Wie würde der "bittere Weg", von dem Schulz spricht, aussehen?

Im Grunde gibt es zwei Möglichkeiten. 1.) Die Griechen bleiben trotz faktischer Staatspleite Mitglied der Währungsunion. Oder 2.) Die Griechen scheiden aus der Eurozone aus. Das wäre dann der berühmt-berüchtige Grexit. Diese Szenarien überzeugend zu beschreiben, fällt allerdings selbst Ökonomen schwer. Denn es gibt weder für "Fall 1" noch für "Fall 2" einen Präzendenzfall.

Wie darf man sich "Szenario 1" denn vorstellen?

Die Sache ist, es gibt nicht nur ein "Szenario 1", sondern ganz viele. Der frühere IWF-Chef Dominique Strauss-Kahn zum Beispiel hat am Wochenende eine Lösung vorgeschlagen, wonach Griechenland zwar keine frischen Kredite mehr erhält, die bestehenden aber auch nicht mehr bedient (was die Gläubiger natürlich nicht gutheißen, aber stillschweigend akzeptieren würden). Angesichts der griechischen Haushaltslage würde das naturgemäß mit harten Kürzungen einhergehen, zum Beispiel bei den Renten - denn Sozialausgaben auf Pump zu finanzieren, wäre dann nicht mehr möglich.
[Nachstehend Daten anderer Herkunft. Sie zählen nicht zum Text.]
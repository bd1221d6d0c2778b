pub mod ast;
pub mod creator;

pub use ast::Query;
pub use creator::{QueryCreator, NOT_PRESENT};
Diese Lösung hört sich zumindest praktikabel an ...

Ja, aber das bedeutet nicht, dass sie das wirklich ist. Zum Beispiel bliebe das Problem, wie die Regierung die Banken wieder ans Laufen bringen will. Denn dass die EZB eine solche Lösung mit weiteren Notkrediten unterstützt, ist schwer vorstellbar. Stattdessen müssten - vermutlich - zumindest große Sparguthaben enteignet werden, um mit dem Geld die Banken zu rekapitalisieren. Einem Bericht der "Financial Times" zufolge bereiten sich die griechischen Geldhäuser genau darauf vor. Varoufakis dementierte den Artikel auf Twitter allerdings vehement.

Und "Szenario 2", der Grexit?

Der Grexit ginge wahrscheinlich mit der Wiedereinführung der Drachme einher. In der Theorie hört sich auch dieses Szenario praktikabel an: Sparguthaben würden umgewandelt, Renten und andere staatliche Ausgaben in Drachme ausgezahlt. Im Vergleich zum Euro würde die neue Währung rasch abgewertet werden. Die Griechen wären - platt gesagt - ärmer, könnte aber zugleich billiger produzieren, weil ja auch die Löhne in Drachme gezahlt würden. Ökonomen wie Ifo-Chef Hans-Werner Sinn versprechen sich davon eine Art Radikalkur, die zu mehr Wettbewerbsfähigkeit und auf lange Sicht auch wieder zu mehr Wohlstand führe.

Aber?

Die Wiedereinführung der Drachme - ob ökonomisch sinnvoll oder nicht - lässt sich nicht von heute auf Morgen umsetzen, sondern wäre technisch und logistisch hochkomplex. Der Grexit, schreibt darum die Investmentbank Goldman Sachs in einer Studie, würde ein langwieriger Prozess "mit vielen Grautönen".

Und in der Zwischenzeit?

Wird es, um Schulz zu zitieren, bitter. Egal, wie die Abstimmung am Sonntag ausgeht - die Banken dürften sobald nicht wieder öffnen. Und falls die EZB ihre Nothilfen kappen sollte, könnten sie sogar komplett zusammenbrechen.

Dann verschwindet buchstäblich das Geld?

Zumindest wird es knapp. Sicher, es gäbe noch jenes Geld, dass vor der Bankenschließung von den Konten abgeflossen ist, es gäbe das Geld, dass die Touristen ins Land bringen. Aber: Ob der Staat die Renten noch bezahlen kann, ob Arbeitnehmer ihre Löhne erhalten, ob Rechnungen noch beglichen und Steuern bezahlt werden - all das stünde infrage. Im Falle eines ungeordneten Grexits "droht der Absturz ins Chaos", sagt der Ökonom Clemens Fuest.

Aber auch das muss nicht so kommen?

Nein, auch das muss nicht so kommen.